Sail Al-Kfiri writes: Hate speech from within (1)

Hatred is a sense of alienation, resentment and hatred, and may sometimes be accompanied by extreme anger and tension towards the other, any other. It usually leads to an overwhelming desire to avoid, remove or destroy hated people.

Hatred may be directed towards a human, animal, food or drink, or towards a large group of people, and the hatred may be a person, a group, or an entire people,
In Aristotle’s view, hatred may generate a desire to exterminate the hated object, and others see it as often destroying both parties.

We can identify two main sources of hate:
The first source is the sense of injustice, the lack of justice and the law guaranteeing the human person’s rights against loss, as stated in the Universal Declaration of Human Rights.
It is an important historical document in the history of human rights – drafted by representatives of various legal and cultural backgrounds from around the world, and adopted by the General Assembly in Paris on 10 December 1948 by resolution 217 A as the common standard to be targeted by all people and nations.
It defines, for the first time, the fundamental human rights to be protected globally.

Those rights have been translated into 500 of the world’s languages.

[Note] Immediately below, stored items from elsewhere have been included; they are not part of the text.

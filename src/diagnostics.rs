// Copyright (c) 2025 Erick Bourgeois, firestoned
// SPDX-License-Identifier: MIT

//! Structured diagnostics returned to the orchestrator.
//!
//! Validation failures and failed lifecycle calls are reported as
//! [`Diagnostic`] values instead of aborting the process. A diagnostic carries
//! a short summary, a detailed message and, when it concerns one attribute,
//! that attribute's name.

use std::fmt;

/// Severity of a diagnostic.
#[derive(Debug, Clone, Copy, PartialEq, Eq)]
pub enum Severity {
    Error,
    Warning,
}

/// A single diagnostic message.
#[derive(Debug, Clone, PartialEq, Eq)]
pub struct Diagnostic {
    pub severity: Severity,
    /// Short, stable summary (e.g. "Invalid Attribute Value")
    pub summary: String,
    /// Human-readable explanation
    pub detail: String,
    /// Attribute the diagnostic refers to, if any
    pub attribute: Option<String>,
}

impl Diagnostic {
    /// Create an error diagnostic not tied to an attribute.
    #[must_use]
    pub fn error(summary: impl Into<String>, detail: impl Into<String>) -> Self {
        Self {
            severity: Severity::Error,
            summary: summary.into(),
            detail: detail.into(),
            attribute: None,
        }
    }

    /// Create an error diagnostic for one attribute.
    #[must_use]
    pub fn attribute_error(
        attribute: &str,
        summary: impl Into<String>,
        detail: impl Into<String>,
    ) -> Self {
        Self {
            attribute: Some(attribute.to_string()),
            ..Self::error(summary, detail)
        }
    }

    /// Create a warning diagnostic.
    #[must_use]
    pub fn warning(summary: impl Into<String>, detail: impl Into<String>) -> Self {
        Self {
            severity: Severity::Warning,
            ..Self::error(summary, detail)
        }
    }

    /// Returns `true` for error severity.
    #[must_use]
    pub fn is_error(&self) -> bool {
        self.severity == Severity::Error
    }
}

impl fmt::Display for Diagnostic {
    fn fmt(&self, f: &mut fmt::Formatter<'_>) -> fmt::Result {
        match &self.attribute {
            Some(attribute) => write!(f, "{} ({attribute}): {}", self.summary, self.detail),
            None => write!(f, "{}: {}", self.summary, self.detail),
        }
    }
}

/// An ordered collection of diagnostics.
#[derive(Debug, Clone, Default, PartialEq, Eq)]
pub struct Diagnostics(Vec<Diagnostic>);

impl Diagnostics {
    #[must_use]
    pub fn new() -> Self {
        Self::default()
    }

    pub fn push(&mut self, diagnostic: Diagnostic) {
        self.0.push(diagnostic);
    }

    pub fn extend(&mut self, other: Diagnostics) {
        self.0.extend(other.0);
    }

    /// Returns `true` if any diagnostic has error severity.
    #[must_use]
    pub fn has_error(&self) -> bool {
        self.0.iter().any(Diagnostic::is_error)
    }

    #[must_use]
    pub fn is_empty(&self) -> bool {
        self.0.is_empty()
    }

    #[must_use]
    pub fn len(&self) -> usize {
        self.0.len()
    }

    pub fn iter(&self) -> impl Iterator<Item = &Diagnostic> {
        self.0.iter()
    }

    /// Diagnostics that refer to `attribute`.
    pub fn for_attribute<'a>(&'a self, attribute: &'a str) -> impl Iterator<Item = &'a Diagnostic> {
        self.0
            .iter()
            .filter(move |d| d.attribute.as_deref() == Some(attribute))
    }
}

impl From<Diagnostic> for Diagnostics {
    fn from(diagnostic: Diagnostic) -> Self {
        Self(vec![diagnostic])
    }
}

impl IntoIterator for Diagnostics {
    type Item = Diagnostic;
    type IntoIter = std::vec::IntoIter<Diagnostic>;

    fn into_iter(self) -> Self::IntoIter {
        self.0.into_iter()
    }
}

impl fmt::Display for Diagnostics {
    fn fmt(&self, f: &mut fmt::Formatter<'_>) -> fmt::Result {
        for (i, diagnostic) in self.0.iter().enumerate() {
            if i > 0 {
                f.write_str("; ")?;
            }
            write!(f, "{diagnostic}")?;
        }
        Ok(())
    }
}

And there are two kinds of injustices:
The first type is objective, factually justified by facts and motives on the one hand, and intellectually, culturally, legally and socially justified on the other.

The second type is subjective and realistically unjustified. Instead, one lives with the illusion of it’s existence. It may be based on a psychological disorder formed during childhood that he was unable to overcome in a timely manner, accompanied by the rest of his life even after the subsequent substantive causes had disappeared.

This species may also be based on ignorance in knowing the right, and on narcissism that allows its owner what it does not allow for others.

The second source is the ideological, educational, ethnic, cultural, religious, sectarian, competitive and historical conflicts.

Hate is a failed love, or love fails to form inside us. Spinoza says:
(Hatred increases when it becomes mutual and can be eliminated only with love.)
Love – the antithesis of hate – is the right and only response to the existence of man, through which he faces the anxiety of separation from his mother nature in the process of shaping himself, and in depth, the prevalence and circulation of hate speech is a reflection of a state of great concern that one feels about oneself and others together. Not to mention the irrational manifestations of human and animal survival instinct, and no one who has experienced their very existence and self-esteem as a human being can be hateful of the other.

And here we can see a third, deeper source than previous exporters, which could be a profound sentimental motive for later hate. That is, the pain of existential weaning, or the pain of self-formation away from nature’s lap. And about the embrace of the primitive community, where a human being was left alone in the face of the world. And the nature of modern civilization has contributed to his alienation, isolation and isolation from his natural surroundings, as well as from his human surroundings; He lost his sense of self as part of every protecte, foster and safe.

According to Marxist rhetoric, a person lives in alienation when he produces what he hasn’t authority over it. The worker in the factory takes a wage for his work, but he does not decide the fate of his product. Capital does so, so that the concept of equality in modern Western society has become analogous; The analogy of people who read the same information, live the same pleasure and the same way, listen to the same news that the media themselves broadcast, have the same ideas, the same feelings, and live their diaries the same way. The analogy kills the spirit of individuality and privacy that is a cause of maturity and communication with each other as independent self-conscious and self-sacred souls in each other and does not seek to destroy them.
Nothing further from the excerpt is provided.